We are going to cover three main areas in this article: explaining Cushing’s, asking for what we need and managing others reactions.
Many have said that it has come as a relief to finally KNOW what is going on, to have a diagnosis and a course of treatment outlined. No, we are not crazy or lazy. But where do we start when attempting to convey this journey, diagnosis and its impact on us? How do we articulate to others what we need?
Our lives are composed of different social groups; our partners, family, close friends, acquaintances, co-workers and others that may be on the fringe of our lives. I like to think of these social groups in terms of a bullseye. The outside circle illustrates those we know, perhaps not extremely well, and involves the largest number of others. The inside circle is the smallest and represents those with whom we are closest.
Our approach to explaining Cushing’s may differ depending on how close we are with the other person. We do not need to tell everyone we come in contact with, everything about Cushing’s and its impact on us. In other words, people are different in their need to know. There are those we want to know and others we want or need to understand our personal journey.
First, let’s address explaining what Cushing’s is.
I like to emphasize that it is a rare endocrine disorder. Before I even use the word Cushing’s, I clarify this so that others can already feel a bit informed. Then, when I use the word Cushing’s, they already have the sense that this is rare and that is why they may not have heard of it. I find that this cuts down on the confused blinking that often comes after I use the term Cushing’s. Depending upon who I’m telling and their need to know, I may even stop after “rare endocrine disorder” to prevent my own frustration when they tell me they knew a dog once who had Cushing’s.
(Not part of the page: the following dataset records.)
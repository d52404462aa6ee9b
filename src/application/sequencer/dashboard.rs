//! Dashboard state: the collection, its views and the workflows acting on it.

use std::sync::Arc;
use std::time::Duration;

use super::create_form::{CreateForm, DEFAULT_CLOSE_DELAY};
use super::delete_confirmation::DeleteConfirmation;
use super::notifier::{DEFAULT_TOAST_DURATION, Notifier};
use crate::application::services::{LinkSynchronizer, short_url};
use crate::domain::entities::{Link, LinkSummary};
use crate::domain::repositories::LinkRepository;
use tracing::debug;
use url::Url;

pub const LOAD_FAILED_TOAST: &str = "Failed to load links";
pub const COPIED_TOAST: &str = "Link copied to clipboard!";

/// Delays used by the dashboard's timed UI state.
#[derive(Debug, Clone, Copy, PartialEq, Eq)]
pub struct Timings {
    pub toast_duration: Duration,
    pub form_close_delay: Duration,
}

impl Default for Timings {
    fn default() -> Self {
        Self {
            toast_duration: DEFAULT_TOAST_DURATION,
            form_close_delay: DEFAULT_CLOSE_DELAY,
        }
    }
}

/// Why the visible list is empty.
#[derive(Debug, Clone, Copy, PartialEq, Eq)]
pub enum EmptyState {
    /// The search matched nothing.
    NoMatches,
    /// There are no links at all.
    NoLinks,
}

impl EmptyState {
    pub fn title(self) -> &'static str {
        match self {
            Self::NoMatches => "No links found",
            Self::NoLinks => "No links yet",
        }
    }

    pub fn hint(self) -> &'static str {
        match self {
            Self::NoMatches => "Try adjusting your search",
            Self::NoLinks => "Create your first short link to get started",
        }
    }
}

/// Everything the link dashboard shows, owned in one place.
///
/// The create form and the delete confirmation share the dashboard's
/// collection and toast slot.
pub struct Dashboard<R: LinkRepository> {
    synchronizer: LinkSynchronizer<R>,
    notifier: Notifier,
    form: CreateForm<R>,
    deletion: DeleteConfirmation<R>,
    app_base: Url,
    query: String,
}

impl<R: LinkRepository> Dashboard<R> {
    /// Creates a dashboard; short URLs are built on `app_base`.
    pub fn new(repository: Arc<R>, app_base: Url, timings: Timings) -> Self {
        let synchronizer = LinkSynchronizer::new(repository);
        let notifier = Notifier::new(timings.toast_duration);
        let form = CreateForm::new(synchronizer.clone(), notifier.clone())
            .with_close_delay(timings.form_close_delay);
        let deletion = DeleteConfirmation::new(synchronizer.clone(), notifier.clone());

        Self {
            synchronizer,
            notifier,
            form,
            deletion,
            app_base,
            query: String::new(),
        }
    }

    pub fn synchronizer(&self) -> &LinkSynchronizer<R> {
        &self.synchronizer
    }

    pub fn notifier(&self) -> &Notifier {
        &self.notifier
    }

    pub fn form(&self) -> &CreateForm<R> {
        &self.form
    }

    pub fn deletion(&self) -> &DeleteConfirmation<R> {
        &self.deletion
    }

    /// Loads the collection from the service.
    ///
    /// Returns false on failure; the previous links stay listed and one
    /// error toast is shown.
    pub async fn load(&self) -> bool {
        match self.synchronizer.refresh().await {
            Ok(_) => true,
            Err(_) => {
                self.notifier.error(LOAD_FAILED_TOAST).await;
                false
            }
        }
    }

    pub fn set_query(&mut self, query: impl Into<String>) {
        self.query = query.into();
        debug!(query = %self.query, "Search updated");
    }

    pub fn query(&self) -> &str {
        &self.query
    }

    /// Links matching the current search.
    pub async fn visible_links(&self) -> Vec<Link> {
        self.synchronizer.filtered(&self.query).await
    }

    /// Why nothing is listed, or `None` if something is.
    pub async fn empty_state(&self) -> Option<EmptyState> {
        if !self.visible_links().await.is_empty() {
            return None;
        }
        if self.query.is_empty() {
            Some(EmptyState::NoLinks)
        } else {
            Some(EmptyState::NoMatches)
        }
    }

    /// Totals over all links, regardless of the search.
    pub async fn summary(&self) -> LinkSummary {
        self.synchronizer.aggregate().await
    }

    pub fn short_url(&self, code: &str) -> Url {
        short_url(&self.app_base, code)
    }

    /// Returns the short URL for sharing and confirms it with a toast.
    pub async fn copy_link(&self, code: &str) -> Url {
        let url = self.short_url(code);
        self.notifier.success(COPIED_TOAST).await;
        url
    }
}

#[cfg(test)]
mod tests {
    use super::*;
    use crate::application::sequencer::notifier::ToastKind;
    use crate::domain::repositories::{CreateOutcome, DeleteOutcome, MockLinkRepository};
    use crate::error::FetchError;
    use chrono::Utc;
    use mockall::Sequence;

    fn link(code: &str, url: &str, clicks: u64) -> Link {
        let mut link = Link::new(code, url, Utc::now());
        link.total_clicks = clicks;
        link
    }

    fn dashboard(mock_repo: MockLinkRepository) -> Dashboard<MockLinkRepository> {
        Dashboard::new(
            Arc::new(mock_repo),
            Url::parse("https://s.example.com").unwrap(),
            Timings::default(),
        )
    }

    #[tokio::test]
    async fn test_load_and_views() {
        let mut mock_repo = MockLinkRepository::new();
        mock_repo.expect_list().times(1).returning(|| {
            Ok(vec![
                link("abc123", "https://rust-lang.org", 5),
                link("def456", "https://example.com", 10),
            ])
        });

        let mut dashboard = dashboard(mock_repo);
        assert!(dashboard.load().await);

        assert_eq!(dashboard.visible_links().await.len(), 2);
        assert_eq!(dashboard.summary().await.total_clicks, 15);
        assert_eq!(dashboard.empty_state().await, None);

        dashboard.set_query("RUST");
        let visible = dashboard.visible_links().await;
        assert_eq!(visible.len(), 1);
        assert_eq!(visible[0].code, "abc123");
        // Totals ignore the search.
        assert_eq!(dashboard.summary().await.count, 2);

        dashboard.set_query("nothing-here");
        assert_eq!(dashboard.empty_state().await, Some(EmptyState::NoMatches));
    }

    #[tokio::test]
    async fn test_failed_reload_keeps_links_and_toasts_once() {
        let mut seq = Sequence::new();
        let mut mock_repo = MockLinkRepository::new();
        mock_repo
            .expect_list()
            .times(1)
            .in_sequence(&mut seq)
            .returning(|| Ok(vec![link("abc123", "https://x.com", 5)]));
        mock_repo
            .expect_list()
            .times(1)
            .in_sequence(&mut seq)
            .returning(|| Err(FetchError::Network("offline".to_string())));

        let dashboard = dashboard(mock_repo);
        assert!(dashboard.load().await);
        assert!(!dashboard.load().await);

        assert_eq!(dashboard.visible_links().await.len(), 1);
        let toast = dashboard.notifier().current().await.unwrap();
        assert_eq!(toast.message, LOAD_FAILED_TOAST);
        assert_eq!(toast.kind, ToastKind::Error);
    }

    #[tokio::test]
    async fn test_empty_collection() {
        let mut mock_repo = MockLinkRepository::new();
        mock_repo.expect_list().times(1).returning(|| Ok(Vec::new()));

        let dashboard = dashboard(mock_repo);
        dashboard.load().await;

        assert_eq!(dashboard.empty_state().await, Some(EmptyState::NoLinks));
        assert_eq!(dashboard.summary().await, LinkSummary::default());
    }

    #[tokio::test]
    async fn test_workflows_share_collection_and_toast() {
        let mut mock_repo = MockLinkRepository::new();
        mock_repo
            .expect_list()
            .times(1)
            .returning(|| Ok(vec![link("abc123", "https://x.com", 5)]));
        mock_repo
            .expect_create()
            .times(1)
            .returning(|_| Ok(CreateOutcome::Created(link("def456", "https://y.com", 0))));
        mock_repo
            .expect_delete()
            .times(1)
            .returning(|_| Ok(DeleteOutcome::Deleted));

        let dashboard = dashboard(mock_repo);
        dashboard.load().await;

        dashboard.form().open().await;
        dashboard.form().set_target_url("https://y.com").await;
        dashboard.form().submit().await;

        dashboard.deletion().request("abc123").await;
        dashboard.deletion().confirm("abc123").await;

        let codes: Vec<String> = dashboard
            .visible_links()
            .await
            .into_iter()
            .map(|l| l.code)
            .collect();
        assert_eq!(codes, ["def456"]);

        // Only the latest toast is visible.
        assert_eq!(
            dashboard.notifier().current().await.unwrap().message,
            "Link deleted successfully"
        );
    }

    #[tokio::test]
    async fn test_copy_link() {
        let dashboard = dashboard(MockLinkRepository::new());

        let url = dashboard.copy_link("abc123").await;

        assert_eq!(url.as_str(), "https://s.example.com/abc123");
        assert_eq!(dashboard.notifier().current().await.unwrap().message, COPIED_TOAST);
    }
}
Second, I say, “I’d be happy to answer any questions you have.” Some will want more information and some will not. For those that I want to have a more in depth understanding, I direct them to the CSRF website, specifically the Patient Pamphlets, Understanding Cushing’s – The Basics and Tips for Caretakers. Or I may print some of those items and hand them to others. Once they have read this, they may ask me more questions or choose to peruse the website further. I prefer this to someone making a mad dash to Google as that can be overwhelming and in some cases, results in misinformation.
After treatment, many have said that their friends and family think they should immediately be feeling well. It is well recognized that recovery from Cushing’s can be slow and difficult and that during recovery, most patients will experience limitations. How do we explain that to others?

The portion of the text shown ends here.